The kailash temple which is centre of attraction is by far the biggest and most artistically constructed cave. The first sight of this temple can be deceiving from far and you can be excused for thinking if this actually the much talked about monument, but you will change your opinion when you step closer, and may actually need help from somebody to remind you to close your mouth, open wide with amazement.


This place is a real wonder and would have my votes, even ahead of the splendid Taj Mahal, to be included as one of the wonders of the world. This cave (strange that I never felt it like one, apart from the enclosing hills) is exclusive in its style of construction as this was carved out of the hill from top to down, distinctly different from the more common approach of carving in from the side. It is unimaginable how a hill about 4 storey’s, 40 feet in height can be carved to such precision that the whole temple, pillars and an elephant statue included looked perfect. The construction of this cave was a feat of human genius, as it entailed removal of 200,000 tonnes of rock, and took 100 years to complete. It is beyond our imagination to even think how different artisans, understood the concept of a few extraordinary men, to carve down from different points on top of the hill to produce perfectly symmetrical and flawless structure.



The are quite few notable statues and caves with amazing carving on the roof, but my sheer admiration for the Kailash temple will not allow me to describe them in detail. This is a must see destination for anyone who would dare to say, “I love to see places’, even in the softest of their voices.






One really interesting experience was buying the guide book from the local vendors, the prices of the books comes down exponentially as the day progresses, Marky the first one to buy brought it for 40 rupees, Deepsy a little later for 20 and finally me just before departure for rupees 15. I would really not be surprised if they actually throw the odd one at you, free of cost, at the end of the day. (It is advisable to sharpen your bargaining skills before you go to this place).




Bibi Ka Maqbara, is supposed to be a copy of the Taj, I should admit after having seen the Taj, a really poor one at that. This is nowhere close to Taj, in its size, quality of the construction, material used and grandiose; the only exception being the close resemblance in shape, reminding you of a very poor attempt in vain. It has very fittingly earned the nickname ‘poor man’s Taj. The only reason to visit this place will be that you will be in better position to admire the beauty and grandiose of the Taj, and also for the fact that this dedicated to a mother unlike the usual structures dedicated to their partners.
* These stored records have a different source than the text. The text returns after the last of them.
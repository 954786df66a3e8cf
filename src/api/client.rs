// src/api/client.rs
//! Thin HTTP client for the catalog service.
//!
//! This module wraps reqwest for requests to the book generator backend.
//! It builds the request and hands the raw body to the parser; it makes no
//! decisions about pagination or retries.

use super::responses::RemotePage;
use crate::error::AppError;
use crate::types::{Cursor, QueryKey};
use reqwest::{header, Client, Response};
use url::Url;

const BOOKS_ENDPOINT: &str = "books";

/// A thin wrapper around reqwest Client for catalog requests.
#[derive(Clone, Debug)]
pub struct BookHttpClient {
    client: Client,
    base_url: Url,
}

impl BookHttpClient {
    /// Creates a client rooted at `base_url`.
    pub fn new(base_url: &Url) -> Result<Self, AppError> {
        let client = Client::builder()
            .default_headers(Self::create_headers())
            .build()?;
        Ok(Self {
            client,
            base_url: with_trailing_slash(base_url),
        })
    }

    fn create_headers() -> header::HeaderMap {
        let mut headers = header::HeaderMap::new();
        headers.insert(
            header::ACCEPT,
            header::HeaderValue::from_static("application/json"),
        );
        headers
    }

    /// The absolute URL of the books endpoint.
    pub fn books_url(&self) -> Result<Url, AppError> {
        Ok(self.base_url.join(BOOKS_ENDPOINT)?)
    }

    /// Makes a GET request for one page of books.
    pub async fn get_books(&self, key: &QueryKey, cursor: Cursor) -> Result<Response, AppError> {
        let url = self.books_url()?;
        log::debug!("GET {} page={} ({})", url, cursor, key);
        let response = self
            .client
            .get(url)
            .query(&key.request_params(cursor))
            .send()
            .await?;
        log::debug!("Catalog responded {} for page {}", response.status(), cursor);
        Ok(response)
    }
}

/// Keeps the last path segment of the base URL when joining endpoints.
fn with_trailing_slash(url: &Url) -> Url {
    if url.path().ends_with('/') {
        return url.clone();
    }
    let mut url = url.clone();
    let path = format!("{}/", url.path());
    url.set_path(&path);
    url
}

#[async_trait::async_trait]
impl super::BookSource for BookHttpClient {
    async fn fetch_page(&self, key: &QueryKey, cursor: Cursor) -> Result<RemotePage, AppError> {
        let response = self.get_books(key, cursor).await?;
        let result = extract_response_text(response).await?;
        super::parser::parse_books_response(result)
    }
}

/// Result of an HTTP operation with response metadata.
#[derive(Debug)]
pub struct ApiResponse<T> {
    pub data: T,
    pub status: reqwest::StatusCode,
    pub url: String,
}

/// Extracts the response body as text with metadata.
pub async fn extract_response_text(response: Response) -> Result<ApiResponse<String>, AppError> {
    let status = response.status();
    let url = response.url().to_string();
    let text = response.text().await?;

    Ok(ApiResponse {
        data: text,
        status,
        url,
    })
}
// src/listing.rs
//! Plain-text rendering of catalog items for the terminal.

use crate::types::Book;
use std::fmt::Write;

/// One summary line per book.
pub fn summary_line(position: usize, book: &Book) -> String {
    let mut line = format!("{:>4}. #{} {}", position, book.id, book.title);
    if !book.authors.is_empty() {
        let _ = write!(line, " by {}", book.author_line());
    }
    if !book.publisher.is_empty() {
        let _ = write!(line, " ({})", book.publisher);
    }
    let _ = write!(line, " [{} likes]", book.likes);
    line
}

/// The expanded details of a book, indented under its summary line.
pub fn detail_lines(book: &Book) -> Vec<String> {
    let mut lines = Vec::with_capacity(2 + book.reviews.len());
    if !book.isbn.is_empty() {
        lines.push(format!("        ISBN: {}", book.isbn));
    }
    if let Some(url) = book.image_url() {
        lines.push(format!("        Cover: {}", url));
    }
    if book.reviews.is_empty() {
        lines.push("        No reviews".to_string());
    }
    for review in &book.reviews {
        lines.push(format!("        \"{}\" - {}", review.text, review.author));
    }
    lines
}

/// Renders `books`, numbering from `first_position`.
pub fn render(books: &[Book], first_position: usize, expand: bool) -> String {
    let mut out = String::new();
    for (offset, book) in books.iter().enumerate() {
        out.push_str(&summary_line(first_position + offset, book));
        out.push('\n');
        if expand {
            for line in detail_lines(book) {
                out.push_str(&line);
                out.push('\n');
            }
        }
    }
    out
}
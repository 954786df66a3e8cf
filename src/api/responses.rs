// src/api/responses.rs
//! Wire shapes of the catalog service.

use crate::types::Book;
use serde::{Deserialize, Serialize};

/// Body of a `GET /books` response.
///
/// Both fields are optional on the wire: a missing `books` is an empty page
/// and a missing `hasMore` ends the result set.
#[derive(Debug, Clone, Default, Serialize, Deserialize)]
#[serde(rename_all = "camelCase")]
pub struct BooksResponse {
    #[serde(default)]
    pub books: Vec<Book>,
    #[serde(default)]
    pub has_more: bool,
}

/// What a single remote call yields, before the cache wraps it into a page.
#[derive(Debug, Clone, Default, PartialEq)]
pub struct RemotePage {
    pub items: Vec<Book>,
    pub has_more: bool,
}

impl From<BooksResponse> for RemotePage {
    fn from(response: BooksResponse) -> Self {
        Self {
            items: response.books,
            has_more: response.has_more,
        }
    }
}
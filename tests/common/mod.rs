// tests/common/mod.rs
//! Shared fixtures: a scripted in-memory book source and query helpers.

#![allow(dead_code)]

use bookshelf::{AppError, Book, BookSource, CacheOptions, Cursor, Query, QueryKey, RemotePage};
use parking_lot::Mutex;
use std::sync::Arc;
use std::time::Duration;

pub const QUIET: Duration = Duration::from_millis(500);

type Script = dyn Fn(&QueryKey, Cursor, usize) -> Result<RemotePage, String> + Send + Sync;

/// A [`BookSource`] whose answers come from a closure, with simulated
/// latency and a log of every call.
pub struct ScriptedSource {
    script: Box<Script>,
    latency: Duration,
    calls: Mutex<Vec<(QueryKey, Cursor)>>,
}

impl ScriptedSource {
    /// `script` receives the key, the cursor and the zero-based call index.
    pub fn new<F>(latency: Duration, script: F) -> Arc<Self>
    where
        F: Fn(&QueryKey, Cursor, usize) -> Result<RemotePage, String> + Send + Sync + 'static,
    {
        Arc::new(Self {
            script: Box::new(script),
            latency,
            calls: Mutex::new(Vec::new()),
        })
    }

    pub fn calls(&self) -> Vec<(QueryKey, Cursor)> {
        self.calls.lock().clone()
    }

    pub fn cursors(&self) -> Vec<u32> {
        self.calls.lock().iter().map(|(_, cursor)| cursor.get()).collect()
    }

    pub fn call_count(&self) -> usize {
        self.calls.lock().len()
    }
}

#[async_trait::async_trait]
impl BookSource for ScriptedSource {
    async fn fetch_page(&self, key: &QueryKey, cursor: Cursor) -> Result<RemotePage, AppError> {
        let index = {
            let mut calls = self.calls.lock();
            calls.push((key.clone(), cursor));
            calls.len() - 1
        };
        tokio::time::sleep(self.latency).await;
        (self.script)(key, cursor, index).map_err(AppError::MalformedResponse)
    }
}

/// `count` books with consecutive ids starting at `first_id`.
pub fn books(first_id: u64, count: u64) -> Vec<Book> {
    (first_id..first_id + count)
        .map(|id| {
            serde_json::from_value(serde_json::json!({
                "id": id,
                "isbn": format!("978-0-{:06}-0", id),
                "title": format!("Book {}", id),
                "authors": [format!("Author {}", id)],
                "publisher": "Test House",
                "likes": 5.0,
                "reviews": []
            }))
            .expect("fixture book should deserialize")
        })
        .collect()
}

pub fn remote(first_id: u64, count: u64, has_more: bool) -> Result<RemotePage, String> {
    Ok(RemotePage {
        items: books(first_id, count),
        has_more,
    })
}

/// The query used throughout the catalog scenarios.
pub fn scenario_query() -> Query {
    Query::new("en", 553218.0, 5.0, 3.0).expect("scenario query should be valid")
}

pub fn fast_retry() -> CacheOptions {
    CacheOptions {
        retry_budget: 1,
        retry_delay: Duration::from_millis(10),
    }
}

pub fn ids(items: &[Book]) -> Vec<u64> {
    items.iter().map(|book| book.id).collect()
}
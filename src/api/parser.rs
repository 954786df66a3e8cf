// src/api/parser.rs
//! Turns raw catalog responses into [`RemotePage`]s.

use super::client::ApiResponse;
use super::responses::{BooksResponse, RemotePage};
use crate::constants::ERROR_BODY_PREVIEW_LENGTH;
use crate::error::AppError;

/// Parses a `GET /books` response, mapping non-success statuses to errors.
pub fn parse_books_response(result: ApiResponse<String>) -> Result<RemotePage, AppError> {
    if !result.status.is_success() {
        log::warn!("Catalog request {} failed with {}", result.url, result.status);
        return Err(AppError::service(result.status, &result.data));
    }
    parse_books_body(&result.data, &result.url)
}

/// Parses a successful response body.
pub fn parse_books_body(body: &str, url: &str) -> Result<RemotePage, AppError> {
    let response: BooksResponse = serde_json::from_str(body).map_err(|e| {
        log::error!("Failed to parse response from {}: {}", url, e);
        AppError::MalformedResponse(format!("{} (body: {})", e, preview(body)))
    })?;
    Ok(response.into())
}

/// Truncates a response body for inclusion in error messages.
pub fn preview(body: &str) -> String {
    match body.char_indices().nth(ERROR_BODY_PREVIEW_LENGTH) {
        Some((cut, _)) => format!("{}...", &body[..cut]),
        None => body.to_string(),
    }
}

#[cfg(test)]
mod tests {
    use super::*;
    use reqwest::StatusCode;

    fn response(status: StatusCode, body: &str) -> ApiResponse<String> {
        ApiResponse {
            data: body.to_string(),
            status,
            url: "http://localhost/books?page=1".to_string(),
        }
    }

    #[test]
    fn parses_books_and_has_more() {
        let page = parse_books_response(response(
            StatusCode::OK,
            r#"{"books": [{"id": 1, "title": "A"}, {"id": 2, "title": "B"}], "hasMore": true}"#,
        ))
        .unwrap();
        assert_eq!(page.items.len(), 2);
        assert_eq!(page.items[1].title, "B");
        assert!(page.has_more);
    }

    #[test]
    fn missing_fields_mean_empty_and_exhausted() {
        let page = parse_books_response(response(StatusCode::OK, "{}")).unwrap();
        assert!(page.items.is_empty());
        assert!(!page.has_more);
    }

    #[test]
    fn malformed_body_is_a_remote_failure() {
        let err = parse_books_response(response(StatusCode::OK, "<html>oops</html>")).unwrap_err();
        assert!(matches!(err, AppError::MalformedResponse(_)));
        assert!(err.is_network_or_server());
    }

    #[test]
    fn error_status_is_a_service_failure() {
        let err = parse_books_response(response(
            StatusCode::INTERNAL_SERVER_ERROR,
            "generator crashed",
        ))
        .unwrap_err();
        match err {
            AppError::Service { status, message } => {
                assert_eq!(status, StatusCode::INTERNAL_SERVER_ERROR);
                assert_eq!(message, "generator crashed");
            }
            other => panic!("Expected AppError::Service, got {:?}", other),
        }
    }

    #[test]
    fn preview_truncates_long_bodies() {
        let body = "x".repeat(ERROR_BODY_PREVIEW_LENGTH + 50);
        let shown = preview(&body);
        assert_eq!(shown.len(), ERROR_BODY_PREVIEW_LENGTH + 3);
        assert!(shown.ends_with("..."));
    }
}
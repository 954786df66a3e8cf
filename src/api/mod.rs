// src/api/mod.rs
//! Catalog service interaction: the ability to retrieve pages of books.
//!
//! Business logic depends on [`BookSource`], never on HTTP details.

pub mod client;
pub mod parser;
pub mod responses;

use crate::error::AppError;
use crate::types::{Cursor, QueryKey};

pub use client::BookHttpClient;
pub use responses::RemotePage;

/// The ability to retrieve one page of a result set.
///
/// Implementations may be slow and may fail; callers treat any error as a
/// remote failure. The page cursor is passed through unchanged.
#[async_trait::async_trait]
pub trait BookSource: Send + Sync {
    async fn fetch_page(&self, key: &QueryKey, cursor: Cursor) -> Result<RemotePage, AppError>;
}

#[async_trait::async_trait]
impl<S: BookSource + ?Sized> BookSource for std::sync::Arc<S> {
    async fn fetch_page(&self, key: &QueryKey, cursor: Cursor) -> Result<RemotePage, AppError> {
        (**self).fetch_page(key, cursor).await
    }
}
It was quite an experience, and we were lucky, to find a bar and restaurant in Aurangabad, where we could savor the memories of a beautiful day, fittingly in a celebration mood, over a bottle of beer. There seems to only couple of them in town, atleast in the proximity of 10 kilometers, and others if ever there are any, are well hidden, in the shadows of the old city.



Day 1: 25th January 2005 - Introduction
Day 2: 26th January 2005 - Hyderabad (Charminar, Golconda fort, Birla mandir)
Day 4: 28th January 2005 - Ajanta Caves
Day 5: 29th January 2005 - Bhopal and Sanchi
Day 6: 30th January 2005 - Bhopal, Bhimbetka and Bhojpur

1 comment:

Mark said...

Probably the best part of our trip, I now understand why Ajanta And Ellora caves are world heritage monuments / UNESCO sites. As mentioned in the blog post, the sheer genius of mankind cant be explained in words especially when one looks at the work done by artisans for the Ellora Caves especially in an era when there was less use of technology.

It also goes to show the commitment of the Chola Kings who sanctioned the building of these projects long after their lifetimes.

Must see for any travel lover - Ajanta / Ellora Caves.

Sunil Bhai - looking forward to your article on the Bhopal Visit.